In der "Neuen Osnabrücker Zeitung" (Donnerstag) sagte der Vorsitzende des Innenausschusses im Bundestag, Wolfgang Bosbach (CDU), Leutheusser-Schnarrenberger erwecke den falschen Eindruck, die Kirche würde eine Aufklärung behindern. Er halte die in den kirchlichen Leitlinien festgelegten Kriterien für eine Zusammenarbeit mit der Staatsanwaltschaft für ausreichend, so Bosbach weiter. "Ich verstehe die Richtlinien so, dass die Kirche damit zwischen haltlosen Gerüchten und nachvollziehbaren Tatsachen unterscheiden will, ehe sie die Behörden hinzuzieht", betonte der Politiker. Ähnlich äußerte sich laut Zeitungsbericht Unionsfraktionsvize Günter Krings (CDU). "Ich kann nicht erkennen, dass die Kirche sich bei der Aufklärung der Missbrauchsfälle ungebührliche Verzögerungen vorwerfen lassen muss", so Krings. Mit Blick auf Leutheusser-Schnarrenberger sagte er: "Öffentliche Schuldzuweisungen sind einer sachlichen Aufarbeitung der Vorfälle sicher nicht dienlich." CSU-Innenexperte Hans-Peter Uhl warf der Ministerin vor, "die katholische Kirche in der Öffentlichkeit pauschal auf die Anklagebank gesetzt" zu haben. Damit sei sie weit über das Ziel hinaus geschossen.

Kirche und Justizministerin suchen Gespräch

Unterdessen suchen die katholische Kirche und Leutheusser-Schnarrenberger das direkte Gespräch miteinander.

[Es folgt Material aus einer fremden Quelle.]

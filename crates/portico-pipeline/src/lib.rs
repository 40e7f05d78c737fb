//! # Portico Pipeline
//!
//! The ordered request pipeline: middleware, guards, and interceptors
//! composed around a terminal endpoint handler, with a pluggable
//! error-handling escape path.
//!
//! ```text
//! Request → [global steps] → [group steps] → [route steps] → handler
//!                                                               ↓
//! Response ←──────────── error handler on Err ←─────────────────┘
//! ```
//!
//! ## Step kinds
//!
//! Every chain entry is one of three closed variants of
//! [`PipelineStep`]:
//!
//! | Kind | Power |
//! |------|-------|
//! | [`Middleware`] | Observe, modify, short-circuit, wrap `next` |
//! | [`Guard`] | Decide allow/deny only |
//! | [`Interceptor`] | Side effects only, always continues |
//!
//! Guards and interceptors are adapted into the chain at the position
//! they were declared, never hoisted or reordered relative to plain
//! middleware.
//!
//! ## Continuations
//!
//! [`Next`] is a consuming continuation: a step either calls
//! `next.run(...)` once or short-circuits by not calling it. A second
//! call is unrepresentable — `run` takes `self` by value.
//!
//! ## Strategies
//!
//! [`Pipeline`] executes its steps with one of two strategies that
//! produce identical side-effect ordering and identical responses:
//! [`ChainStrategy::Recursive`] builds a nested continuation per
//! request, while [`ChainStrategy::Iterative`] walks a cursor over
//! the step slice and avoids the per-step allocation, which matters
//! for deep stacks.

#![doc(html_root_url = "https://docs.rs/portico-pipeline/0.1.0")]
#![warn(missing_docs)]
#![forbid(unsafe_code)]

pub mod error_handler;
pub mod guard;
pub mod interceptor;
pub mod middleware;
pub mod runner;
pub mod stages;
pub mod step;

// Re-export main types at crate root
pub use error_handler::{DefaultErrorHandler, ErrorHandler, ProblemDetailsHandler};
pub use guard::{Denial, FnGuard, Guard, GuardOutcome, PredicateGuard};
pub use interceptor::{FnInterceptor, Interceptor};
pub use middleware::{BoxFuture, FnMiddleware, Middleware, Next, Terminal};
pub use runner::{ChainStrategy, Pipeline};
pub use step::PipelineStep;
//! HTTP server implementation.
//!
//! Built on Hyper and Tokio: a TCP accept loop, one task per
//! connection, request dispatch through the [`App`], and graceful
//! shutdown draining in-flight connections.
//!
//! Two lifecycles are offered:
//!
//! - [`Server::run`] binds and serves until an OS signal arrives.
//! - [`Server::start`] resolves once the listener is bound and
//!   returns a [`ServerHandle`] whose `stop()` triggers shutdown and
//!   waits for the drain — useful for tests and embedded servers.

use std::net::SocketAddr;
use std::sync::Arc;

use http::{Request, StatusCode};
use http_body_util::BodyExt;
use hyper::body::Incoming;
use hyper::server::conn::http1;
use hyper::service::service_fn;
use hyper_util::rt::TokioIo;
use thiserror::Error;
use tokio::net::TcpListener;

use portico_core::Response;
use portico_router::PatternError;

use crate::app::App;
use crate::config::ServerConfig;
use crate::shutdown::{ConnectionTracker, ShutdownSignal};

/// Errors raised by the server lifecycle.
#[derive(Debug, Error)]
pub enum ServerError {
    /// The listener could not be bound.
    #[error("failed to bind: {0}")]
    Bind(String),

    /// Route registration failed at startup.
    #[error("route registration failed: {0}")]
    Registration(#[from] PatternError),

    /// An I/O error outside a single connection's lifecycle.
    #[error("I/O error: {0}")]
    Io(#[from] std::io::Error),

    /// The background serve task failed.
    #[error("server task failed: {0}")]
    Join(#[from] tokio::task::JoinError),
}

/// The Portico HTTP server.
///
/// # Example
///
/// ```rust,no_run
/// use portico_server::{App, Server, ServerConfig, handler_fn};
/// use http::Method;
///
/// # async fn example() -> Result<(), Box<dyn std::error::Error>> {
/// let app = App::builder()
///     .route(Method::GET, "/ping", handler_fn(|_req, res| {
///         Box::pin(async move {
///             res.text("pong");
///             Ok(())
///         })
///     }))
///     .build()?;
///
/// let server = Server::new(ServerConfig::default(), app);
/// server.run().await?;
/// # Ok(())
/// # }
/// ```
pub struct Server {
    config: ServerConfig,
    app: Arc<App>,
}

impl Server {
    /// Creates a server over an assembled application.
    #[must_use]
    pub fn new(config: ServerConfig, app: App) -> Self {
        Self {
            config,
            app: Arc::new(app),
        }
    }

    /// Returns the server configuration.
    #[must_use]
    pub fn config(&self) -> &ServerConfig {
        &self.config
    }

    /// Returns the application.
    #[must_use]
    pub fn app(&self) -> &Arc<App> {
        &self.app
    }

    /// Runs the server until a SIGTERM or SIGINT arrives.
    ///
    /// # Errors
    ///
    /// Returns [`ServerError::Bind`] when the configured address
    /// cannot be bound, or an I/O error from the accept loop.
    pub async fn run(self) -> Result<(), ServerError> {
        let shutdown = ShutdownSignal::with_os_signals();
        self.run_with_shutdown(shutdown).await
    }

    /// Runs the server with a caller-controlled shutdown signal.
    ///
    /// # Errors
    ///
    /// Returns [`ServerError::Bind`] when the configured address
    /// cannot be bound.
    pub async fn run_with_shutdown(self, shutdown: ShutdownSignal) -> Result<(), ServerError> {
        let listener = self.bind().await?;
        serve(listener, self.config, self.app, shutdown).await;
        Ok(())
    }

    /// Binds the listener and serves in a background task.
    ///
    /// Resolves once the listener is bound and accepting; the
    /// returned handle exposes the bound address and stops the server
    /// on demand.
    ///
    /// # Errors
    ///
    /// Returns [`ServerError::Bind`] when the configured address
    /// cannot be bound.
    pub async fn start(self) -> Result<ServerHandle, ServerError> {
        let listener = self.bind().await?;
        let addr = listener.local_addr()?;
        let shutdown = ShutdownSignal::new();

        let task = tokio::spawn(serve(
            listener,
            self.config,
            self.app,
            shutdown.clone(),
        ));

        Ok(ServerHandle {
            addr,
            shutdown,
            task,
        })
    }

    async fn bind(&self) -> Result<TcpListener, ServerError> {
        let addr = self.config.socket_addr().map_err(|e| {
            ServerError::Bind(format!(
                "invalid address '{}': {e}",
                self.config.http_addr()
            ))
        })?;

        let listener = TcpListener::bind(addr)
            .await
            .map_err(|e| ServerError::Bind(format!("failed to bind to {addr}: {e}")))?;

        tracing::info!("server listening on {addr}");
        Ok(listener)
    }
}

/// A handle to a server started with [`Server::start`].
pub struct ServerHandle {
    addr: SocketAddr,
    shutdown: ShutdownSignal,
    task: tokio::task::JoinHandle<()>,
}

impl ServerHandle {
    /// Returns the bound address.
    #[must_use]
    pub fn addr(&self) -> SocketAddr {
        self.addr
    }

    /// Returns the shutdown signal, e.g. to share with other tasks.
    #[must_use]
    pub fn shutdown_signal(&self) -> ShutdownSignal {
        self.shutdown.clone()
    }

    /// Stops the server: triggers shutdown, then waits for the
    /// accept loop and connection drain to finish.
    ///
    /// # Errors
    ///
    /// Returns [`ServerError::Join`] when the serve task panicked.
    pub async fn stop(self) -> Result<(), ServerError> {
        self.shutdown.trigger();
        self.task.await?;
        Ok(())
    }
}

/// The accept loop: one spawned task per connection, drained on
/// shutdown with the configured timeout.
async fn serve(
    listener: TcpListener,
    config: ServerConfig,
    app: Arc<App>,
    shutdown: ShutdownSignal,
) {
    let tracker = ConnectionTracker::new();

    loop {
        tokio::select! {
            result = listener.accept() => {
                match result {
                    Ok((stream, remote_addr)) => {
                        let app = Arc::clone(&app);
                        let token = tracker.acquire();
                        let shutdown = shutdown.clone();
                        let request_timeout = config.request_timeout();

                        tokio::spawn(async move {
                            if let Err(e) =
                                handle_connection(stream, app, shutdown, request_timeout).await
                            {
                                tracing::debug!("connection error from {remote_addr}: {e}");
                            }
                            drop(token);
                        });
                    }
                    Err(e) => {
                        tracing::error!("failed to accept connection: {e}");
                    }
                }
            }

            _ = shutdown.recv() => {
                tracing::info!("shutdown signal received, stopping server");
                break;
            }
        }
    }

    let timeout = config.shutdown_timeout();
    tracing::info!(
        "waiting up to {timeout:?} for {} connections to close",
        tracker.active_connections()
    );

    tokio::select! {
        _ = tracker.wait_for_drain() => {
            tracing::info!("all connections closed");
        }
        _ = tokio::time::sleep(timeout) => {
            tracing::warn!(
                "shutdown timeout reached, {} connections still active",
                tracker.active_connections()
            );
        }
    }

    tracing::info!("server stopped");
}

/// Serves HTTP/1.1 on a single connection.
async fn handle_connection(
    stream: tokio::net::TcpStream,
    app: Arc<App>,
    shutdown: ShutdownSignal,
    request_timeout: std::time::Duration,
) -> Result<(), hyper::Error> {
    let io = TokioIo::new(stream);

    let service = service_fn(move |req: Request<Incoming>| {
        let app = Arc::clone(&app);
        async move {
            Ok::<Response, std::convert::Infallible>(
                handle_request(app, req, request_timeout).await,
            )
        }
    });

    let conn = http1::Builder::new().serve_connection(io, service);

    tokio::select! {
        result = conn => result,
        _ = shutdown.recv() => {
            tracing::debug!("connection closed due to shutdown");
            Ok(())
        }
    }
}

/// Buffers the request body (bounded by the request timeout) and
/// dispatches through the application.
async fn handle_request(
    app: Arc<App>,
    req: Request<Incoming>,
    request_timeout: std::time::Duration,
) -> Response {
    let (parts, body) = req.into_parts();

    let collected = tokio::time::timeout(request_timeout, body.collect()).await;
    let bytes = match collected {
        Ok(Ok(collected)) => collected.to_bytes(),
        Ok(Err(e)) => {
            tracing::debug!("failed to collect request body: {e}");
            return plain_error(StatusCode::BAD_REQUEST, "failed to read request body");
        }
        Err(_) => {
            tracing::debug!("request body collection timed out");
            return plain_error(StatusCode::REQUEST_TIMEOUT, "request body timed out");
        }
    };

    app.dispatch_parts(parts.method, parts.uri, parts.headers, bytes)
        .await
}

/// Builds a minimal text response for transport-level failures that
/// never reach the pipeline.
fn plain_error(status: StatusCode, message: &str) -> Response {
    let mut response = http::Response::new(http_body_util::Full::new(bytes::Bytes::from(
        message.to_string(),
    )));
    *response.status_mut() = status;
    response.headers_mut().insert(
        http::header::CONTENT_TYPE,
        http::HeaderValue::from_static("text/plain; charset=utf-8"),
    );
    response
}

#[cfg(test)]
mod tests {
    use super::*;
    use crate::endpoint::handler_fn;
    use http::Method;

    fn test_app() -> App {
        App::builder()
            .route(
                Method::GET,
                "/ping",
                handler_fn(|_req, res| {
                    Box::pin(async move {
                        res.status(StatusCode::OK).text("pong");
                        Ok(())
                    })
                }),
            )
            .build()
            .unwrap()
    }

    #[tokio::test]
    async fn test_start_binds_and_stops() {
        let config = ServerConfig::builder()
            .http_addr("127.0.0.1:0")
            .shutdown_timeout(std::time::Duration::from_secs(1))
            .build();

        let handle = Server::new(config, test_app()).start().await.unwrap();
        assert_ne!(handle.addr().port(), 0);

        handle.stop().await.unwrap();
    }

    #[tokio::test]
    async fn test_start_rejects_invalid_address() {
        let config = ServerConfig::builder().http_addr("nonsense").build();
        let result = Server::new(config, test_app()).start().await;

        assert!(matches!(result, Err(ServerError::Bind(_))));
    }

    #[tokio::test]
    async fn test_round_trip_over_tcp() {
        let config = ServerConfig::builder()
            .http_addr("127.0.0.1:0")
            .shutdown_timeout(std::time::Duration::from_secs(1))
            .build();

        let handle = Server::new(config, test_app()).start().await.unwrap();
        let addr = handle.addr();

        // Raw HTTP/1.1 request over a plain TCP socket.
        use tokio::io::{AsyncReadExt, AsyncWriteExt};
        let mut stream = tokio::net::TcpStream::connect(addr).await.unwrap();
        stream
            .write_all(b"GET /ping HTTP/1.1\r\nhost: localhost\r\nconnection: close\r\n\r\n")
            .await
            .unwrap();

        let mut buf = Vec::new();
        stream.read_to_end(&mut buf).await.unwrap();
        let text = String::from_utf8_lossy(&buf);

        assert!(text.starts_with("HTTP/1.1 200 OK"));
        assert!(text.ends_with("pong"));

        handle.stop().await.unwrap();
    }

    #[tokio::test]
    async fn test_unknown_route_is_404_over_tcp() {
        let config = ServerConfig::builder()
            .http_addr("127.0.0.1:0")
            .shutdown_timeout(std::time::Duration::from_secs(1))
            .build();

        let handle = Server::new(config, test_app()).start().await.unwrap();
        let addr = handle.addr();

        use tokio::io::{AsyncReadExt, AsyncWriteExt};
        let mut stream = tokio::net::TcpStream::connect(addr).await.unwrap();
        stream
            .write_all(b"GET /nope HTTP/1.1\r\nhost: localhost\r\nconnection: close\r\n\r\n")
            .await
            .unwrap();

        let mut buf = Vec::new();
        stream.read_to_end(&mut buf).await.unwrap();
        let text = String::from_utf8_lossy(&buf);

        assert!(text.starts_with("HTTP/1.1 404"));

        handle.stop().await.unwrap();
    }
}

Die Ministerin kündigte ein klärendes Schreiben an. Sie bot dem DBK-Vorsitzenden, Erzbischof Robert Zollitsch, der mit Bundeskanzlerin Angela Merkel telefoniert hatte, außerdem ein Treffen an. Der Sprecher der Deutschen Bischofskonferenz, Matthias Kopp, kommentierte in der "Süddeutschen Zeitung" (Donnerstag) die jüngsten Schritte mit den Worten: "Wir sehen dem Brief und dem Gespräch positiv entgegen."

Skandal in Ettal

Medial erhitzten sich die Diskussionen allerdings am Mittwoch noch weiter, als auf Drängen der Erzdiözese München-Freising der Ettaler Benediktinerabt Barnabas Bögle zurücktrat. Wenige Stunden danach - in der Nacht auf Donnerstag - verlangte das Ordinariat von der Abtei, über die bekanntgewordenen Vorwürfe hinaus bis in die jüngste Zeit hinein nach weiteren Verfehlungen zu forschen. Die Abtei müsse erklären, wie mit Verdächtigen und Tätern verfahren wurde und ob diese in ihrem weiteren Dienst konsequent von jungen Menschen ferngehalten wurden. "Ein Verschleiern, Vertuschen und auf die lange Bank schieben wäre nicht hinnehmbar", betonte Generalvikar Peter Beer: "Unser Kurs heißt Null Toleranz bei sexuellem Missbrauch und beim Umgang mit möglichen Verbrechen." Die Erzdiözese, die seit Montag Amtshilfe leistet, sei zu jeder weiteren Unterstützung bereit. Erforderlich sei eine "umfassende, schnelle und konsequente Offenlegung aller relevanten Vorfälle durch das Kloster". Ihm sei bewusst, dass die Aufarbeitung solcher Anschuldigungen ein schmerzhafter Prozess sei, erklärte Beer. Es gebe dazu aber keine Alternative, "denn es geht um den Schutz von Kindern und Jugendlichen und um Gerechtigkeit für die Opfer".

Seit Montag bekannt

Am Montag war bekanntgeworden, dass der Missbrauchsskandal der katholischen Kirche in Deutschland auch Gymnasium und Internat von Kloster Ettal betrifft. Zunächst war nur von länger zurückliegenden Fällen die Rede, seit Mittwoch geht es auch um Vorkommnisse in den vergangenen fünf Jahren. Der Abt trat zurück, nachdem er einen Verstoß gegen eine 2002 eingeführte Meldepflicht einräumen musste. Das Kloster hatte die Erzdiözese 2005 nicht über einen Missbrauchsverdacht informiert. Ettal zählt zu den bedeutendsten katholischen Bildungseinrichtungen in Deutschland.